Le choix de François : "Mahmoud ou la montée des eaux" de Antoine Wauters

Le choix de François : "Mahmoud ou la montée des eaux" de Antoine Wauters

"Mahmoud ou la montée des eaux" de Antoine Wauters

Exercice toujours périlleux pour un auteur de s’aventurer dans une œuvre en vers libres. Outre les éventuels sarcasmes de critiques rétifs à tout écart des sentiers battus,
L’écrivain qui s’y essaie court le risque de déstabiliser le lecteur peu accoutumé au rythme parfois syncopé de la phrase ou à la fréquence des allers-retours dans le temps, d’un périple à travers une existence chahutée par le chaos des événements.

C’est pourtant le défi qu’a magnifiquement relevé Antoine Wauters, jeune écrivain belge de langue française résidant à Anvers, avec ce court roman (140 pages), paru en 2021 et récompensé par les prix Marguerite Duras 2021 et du livre Inter 2022.

A travers l’histoire de Mahmoud, devenu pêcheur sur ses vieux jours, l’auteur nous conte la tragédie d’un pays et de sa population, la Syrie, le naufrage d’un peuple submergé par les vagues successives de violence qui n’ont cessé de déferler sur ces sinistrés de la vie depuis près d’un demi-siècle.
Sur le lac El-Assad, Mahmoud laisse dériver la barque ("ma petite barque qui se dandine, ma petite tartelette de bois ") sur laquelle il a rendez-vous,au soir de sa vie, avec sa solitude. Il s’efforce de maintenir à distance le fracas qui gronde non loin de son cabanon.

Muni d’un masque et d’un tuba, il plonge dans les abysses à la recherche de son passé, une introspection qui le mène « vers ce qui s’est perdu », son village englouti par la construction du barrage de Tabqa dans les années 1970, projet pharaonique décidé par Hafez El-Assad qui a privé 11 000 familles de leur logis.
Mais remonte également à la surface la douceur de vivre, lorsque le monde était encore habité par Leïla, sa première femme, morte en couches. Ou le visage et le corps de Sarah, sa bien-aimée, qui se passionne pour la poésie russe de Maïakovski ou d’Anna Akhmatova, les après-midi sur la terrasse du café Farah, les odeurs d’anis, "toute une galaxie de particules insaisissables composées de millions et de millions de moments, lieux, odeurs, douleurs, mots et silences qui ont empli ma vie ".

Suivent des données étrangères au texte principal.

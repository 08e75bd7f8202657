//! Shared parameter and path helpers for the built-in tools.

use std::path::{Path, PathBuf};

use serde_json::Value;

use llagent_core::ToolResult;

/// Resolve a file path against the working directory. Absolute paths pass
/// through unchanged.
#[must_use]
pub fn resolve_path(file_path: &str, working_dir: &Path) -> PathBuf {
    let path = Path::new(file_path);
    if path.is_absolute() {
        path.to_path_buf()
    } else {
        working_dir.join(path)
    }
}

/// Fetch a required non-empty string parameter, or the failure result the
/// tool should return.
pub fn required_str(args: &Value, key: &str) -> Result<String, ToolResult> {
    match args.get(key).and_then(Value::as_str) {
        Some(s) if !s.is_empty() => Ok(s.to_owned()),
        _ => Err(ToolResult::fail(format!("{key} parameter is required"))),
    }
}

/// Optional string parameter (empty default).
#[must_use]
pub fn optional_str(args: &Value, key: &str) -> String {
    args.get(key)
        .and_then(Value::as_str)
        .unwrap_or_default()
        .to_owned()
}

/// Optional unsigned integer parameter.
#[must_use]
pub fn optional_u64(args: &Value, key: &str) -> Option<u64> {
    args.get(key).and_then(Value::as_u64)
}

/// Optional boolean parameter (false default).
#[must_use]
pub fn optional_bool(args: &Value, key: &str) -> bool {
    args.get(key).and_then(Value::as_bool).unwrap_or(false)
}

/// Truncate a string at a char boundary no later than `max_bytes`.
#[must_use]
pub fn truncate_at_boundary(s: &str, max_bytes: usize) -> &str {
    if s.len() <= max_bytes {
        return s;
    }
    let mut end = max_bytes;
    while end > 0 && !s.is_char_boundary(end) {
        end -= 1;
    }
    &s[..end]
}

#[cfg(test)]
mod tests {
    use super::*;
    use serde_json::json;

    #[test]
    fn resolve_absolute_unchanged() {
        assert_eq!(
            resolve_path("/usr/bin/ls", Path::new("/home/user")),
            PathBuf::from("/usr/bin/ls")
        );
    }

    #[test]
    fn resolve_relative_joined() {
        assert_eq!(
            resolve_path("src/main.rs", Path::new("/proj")),
            PathBuf::from("/proj/src/main.rs")
        );
    }

    #[test]
    fn required_str_present() {
        let args = json!({"command": "ls"});
        assert_eq!(required_str(&args, "command").unwrap(), "ls");
    }

    #[test]
    fn required_str_missing_or_empty() {
        let err = required_str(&json!({}), "command").unwrap_err();
        assert!(!err.success);
        assert_eq!(err.error, "command parameter is required");

        let err = required_str(&json!({"command": ""}), "command").unwrap_err();
        assert_eq!(err.error, "command parameter is required");
    }

    #[test]
    fn optional_accessors() {
        let args = json!({"offset": 5, "replace_all": true, "path": "x"});
        assert_eq!(optional_u64(&args, "offset"), Some(5));
        assert_eq!(optional_u64(&args, "missing"), None);
        assert!(optional_bool(&args, "replace_all"));
        assert!(!optional_bool(&args, "missing"));
        assert_eq!(optional_str(&args, "path"), "x");
        assert_eq!(optional_str(&args, "missing"), "");
    }

    #[test]
    fn truncate_respects_char_boundaries() {
        let s = "héllo";
        // Byte 2 falls inside 'é'.
        assert_eq!(truncate_at_boundary(s, 2), "h");
        assert_eq!(truncate_at_boundary(s, 3), "hé");
        assert_eq!(truncate_at_boundary(s, 100), "héllo");
    }
}
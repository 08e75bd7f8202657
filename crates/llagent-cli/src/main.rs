//! `llagent` binary: interactive coding assistant over a llama-server
//! endpoint.

mod args;
mod render;
mod repl;

use std::sync::Arc;

use clap::Parser;
use tracing::warn;

use llagent_llm::LlamaServer;
use llagent_mcp::McpManager;
use llagent_permissions::{PolicyEngine, TtyResolver};
use llagent_runtime::session_manager::config_dir;
use llagent_runtime::{build_root_loop_with_policy, AgentConfig, EventEmitter, Interrupt};
use llagent_skills::{AgentsMdManager, SkillsManager};
use llagent_tools::{register_builtin_tools, ToolRegistry};

use args::Args;
use repl::Repl;

const LOGO: &str = r"  _ _                                         _
 | | | __ _ _ __ ___   __ _     __ _  __ _  ___ _ __ | |_
 | | |/ _` | '_ ` _ \ / _` |   / _` |/ _` |/ _ \ '_ \| __|
 | | | (_| | | | | | | (_| |  | (_| | (_| |  __/ | | | |_
 |_|_|\__,_|_| |_| |_|\__,_|   \__,_|\__, |\___|_| |_|\__|
                                     |___/";

#[tokio::main]
async fn main() -> std::io::Result<()> {
    tracing_subscriber::fmt()
        .with_writer(std::io::stderr)
        .with_env_filter(
            tracing_subscriber::EnvFilter::try_from_default_env()
                .unwrap_or_else(|_| "warn".into()),
        )
        .init();

    let args = Args::parse();

    let working_dir = match &args.working_dir {
        Some(dir) => dir.clone(),
        None => std::env::current_dir()?,
    };

    // Prompt-time discovery (kept around for /skills and /agents).
    let mut agents_md = AgentsMdManager::new();
    if !args.no_agents_md {
        let _ = agents_md.discover(&working_dir, config_dir().as_deref());
    }
    let mut skills = SkillsManager::new();
    if !args.no_skills {
        let mut paths = vec![working_dir.join("skills")];
        if let Some(dir) = config_dir() {
            paths.push(dir.join("skills"));
        }
        paths.extend(args.skills_paths.iter().cloned());
        let _ = skills.discover(&paths);
    }

    let config = AgentConfig {
        max_iterations: args.clamped_max_iterations(),
        tool_timeout_ms: 120_000,
        working_dir: working_dir.clone(),
        verbose: args.verbose,
        yolo: args.yolo,
        enable_subagents: args.subagents_enabled(),
        max_subagent_depth: args.clamped_max_subagent_depth(),
        enable_skills: !args.no_skills,
        skills_paths: args.skills_paths.clone(),
        skills_prompt_section: skills.prompt_section(),
        enable_agents_md: !args.no_agents_md,
        agents_md_prompt_section: agents_md.prompt_section(),
    };

    let mut registry = ToolRegistry::new();
    register_builtin_tools(&mut registry);

    // MCP servers from mcp.json (working dir, then ~/.llama-agent).
    let mut mcp_guard: Option<McpManager> = None;
    if let Some(config_path) = llagent_mcp::find_config(&working_dir) {
        let mut mcp = McpManager::new(&working_dir);
        match mcp.load(&config_path) {
            Ok(()) => {
                let _ = mcp.start_servers().await;
                let _ = mcp.register_tools(&mut registry).await;
                mcp_guard = Some(mcp);
            }
            Err(e) => warn!(error = %e, "failed to load mcp.json"),
        }
    }
    let _mcp = mcp_guard;
    let registry = Arc::new(registry);

    let backend = Arc::new(LlamaServer::new(args.server.clone()));
    let policy = PolicyEngine::new(&working_dir, args.yolo).into_shared();
    let resolver = Arc::new(TtyResolver::new(policy.clone()));
    let emitter = Arc::new(EventEmitter::new());
    let interrupt = Arc::new(Interrupt::new());

    let agent = build_root_loop_with_policy(
        backend,
        registry.clone(),
        config,
        policy,
        resolver,
        emitter.clone(),
        interrupt.clone(),
    );

    // First Ctrl-C interrupts the generation; a second one while still
    // interrupted exits with status 130.
    {
        let interrupt = interrupt.clone();
        let _ = tokio::spawn(async move {
            loop {
                if tokio::signal::ctrl_c().await.is_err() {
                    break;
                }
                if interrupt.is_triggered() {
                    println!();
                    std::process::exit(130);
                }
                interrupt.trigger();
            }
        });
    }

    println!("{LOGO}");
    println!("server     : {}", args.server);
    println!("working dir: {}", working_dir.display());
    if args.yolo {
        println!("mode       : YOLO (all permissions auto-approved)");
    }
    println!("\nType a request, or /exit, /clear, /tools, /skills, /agents.");

    let mut repl = Repl {
        agent,
        emitter,
        interrupt,
        registry,
        skills,
        agents_md,
        color: true,
    };
    repl.run().await
}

Sous les coups de boutoir des luttes opposant les Forces démocratiques et les hommes (de Daech) en noir qui hurlent, le niveau de l’eau ne cesse de monter, menaçant de tout emporter. Dans ce contexte, comment ne pas comprendre le choix, si douloureux pour lui, de ses trois enfants partis pour se battre ! Alors, " certains jours, il (lui) arrive de ne pas avoir la force de plonger ".
De peur de revivre les sévices endurés au cours des trois années d’emprisonnement dans les geôles du régime ou de se ressouvenir des indigestes hymnes au dictateur qu’il lui a fallu, du temps où il était professeur, rabâcher à ses élèves pour les endoctriner.

Le roman d’Antoine Wauters fait écho à " La plongée " de Lydia Tchoukovskaïa et la douleur de l’introspection à laquelle elle s’est livrée dans cette œuvre en ces termes : "Plus grande était la profondeur à laquelle j’arrivais à plonger, plus on me faisait mal en me tirant vers la surface et plus ce supplice durait longtemps" .

Wauters ne méconnaît pas la douleur de la plongée de son personnage ; il nous offre toutefois un texte plein de poésie, d’émotion et de tendresse qui ne manque pas d’émouvoir le lecteur.